TRY IT
Please return the full listing. Every line must match exactly.

- Opening Delimiter -

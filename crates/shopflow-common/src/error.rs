//! Error types for shopflow

use thiserror::Error;

/// Result type alias for shopflow operations
pub type Result<T> = std::result::Result<T, ShopflowError>;

/// Main error type for shopflow
#[derive(Error, Debug)]
pub enum ShopflowError {
    #[error("IO error: {0}")]
    Io(#[from] std::io::Error),

    #[error("Serialization error: {0}")]
    Serialization(#[from] serde_json::Error),

    #[error("Parse error: {0}")]
    Parse(String),

    #[error("Configuration error: {0}")]
    Config(String),

    #[error("Unknown error: {0}")]
    Unknown(String),
}

impl ShopflowError {
    /// Create a parse error for an unrecognized enum spelling.
    ///
    /// Used by the `FromStr` implementations on the closed domain
    /// enumerations; an unrecognized role or status is a contract
    /// violation upstream, not a workflow decision.
    pub fn unrecognized(kind: &str, value: &str) -> Self {
        Self::Parse(format!("unrecognized {kind}: '{value}'"))
    }
}
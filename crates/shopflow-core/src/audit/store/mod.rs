//! Audit storage backends

use async_trait::async_trait;
use shopflow_common::types::Pagination;

use super::models::{AuditEvent, AuditFilter, AuditPage, AuditStats, NewAuditEvent};
use crate::error::AuditResult;

mod memory;
mod postgres;

pub use memory::MemoryAuditStore;
pub use postgres::PgAuditStore;

/// Durable storage for the append-only audit history
///
/// Implementations must make each `append` atomic: a call either persists
/// one complete event or reports a failure, never a partial record. Reads
/// may run concurrently with appends; they are not required to observe an
/// in-flight write.
#[async_trait]
pub trait AuditStore: Send + Sync {
    /// Append one immutable event and return it with its assigned `id`
    /// and `created_at`
    ///
    /// Plain insert semantics: no uniqueness constraint on any field, no
    /// upsert or merge. Every call produces a new record.
    async fn append(&self, event: NewAuditEvent) -> AuditResult<AuditEvent>;

    /// Filtered, paginated read over the history, newest first
    ///
    /// `filter.end_date` is compared as-is; callers wanting the
    /// end-of-day-inclusive behavior go through
    /// [`crate::audit::AuditRecorder::query`], which normalizes it.
    async fn query(&self, filter: &AuditFilter, page: &Pagination) -> AuditResult<AuditPage>;

    /// Aggregate statistics over the entire history, unfiltered
    async fn stats(&self) -> AuditResult<AuditStats>;
}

- Closing Delimiter -

EXERCISE RESULT
filename crates/shopflow-common/src/error.rs
//! Error types for shopflow

use thiserror::Error;

/// Result type alias for shopflow operations
pub type Result<T> = std::result::Result<T, ShopflowError>;

/// Main error type for shopflow
#[derive(Error, Debug)]
pub enum ShopflowError {
    #[error("IO error: {0}")]
    Io(#[from] std::io::Error),

    #[error("Serialization error: {0}")]
    Serialization(#[from] serde_json::Error),

    #[error("Parse error: {0}")]
    Parse(String),

    #[error("Configuration error: {0}")]
    Config(String),

    #[error("Unknown error: {0}")]
    Unknown(String),
}

impl ShopflowError {
    /// Create a parse error for an unrecognized enum spelling.
    ///
    /// Used by the `FromStr` implementations on the closed domain
    /// enumerations; an unrecognized role or status is a contract
    /// violation upstream, not a workflow decision.
    pub fn unrecognized(kind: &str, value: &str) -> Self {
        Self::Parse(format!("unrecognized {kind}: '{value}'"))
    }
}
filename crates/shopflow-core/src/audit/store/mod.rs
//! Audit storage backends

use async_trait::async_trait;
use shopflow_common::types::Pagination;

use super::models::{AuditEvent, AuditFilter, AuditPage, AuditStats, NewAuditEvent};
use crate::error::AuditResult;

mod memory;
mod postgres;

pub use memory::MemoryAuditStore;
pub use postgres::PgAuditStore;

/// Durable storage for the append-only audit history
///
/// Implementations must make each `append` atomic: a call either persists
/// one complete event or reports a failure, never a partial record. Reads
/// may run concurrently with appends; they are not required to observe an
/// in-flight write.
#[async_trait]
pub trait AuditStore: Send + Sync {
    /// Append one immutable event and return it with its assigned `id`
    /// and `created_at`
    ///
    /// Plain insert semantics: no uniqueness constraint on any field, no
    /// upsert or merge. Every call produces a new record.
    async fn append(&self, event: NewAuditEvent) -> AuditResult<AuditEvent>;

    /// Filtered, paginated read over the history, newest first
    ///
    /// `filter.end_date` is compared as-is; callers wanting the
    /// end-of-day-inclusive behavior go through
    /// [`crate::audit::AuditRecorder::query`], which normalizes it.
    async fn query(&self, filter: &AuditFilter, page: &Pagination) -> AuditResult<AuditPage>;

    /// Aggregate statistics over the entire history, unfiltered
    async fn stats(&self) -> AuditResult<AuditStats>;
}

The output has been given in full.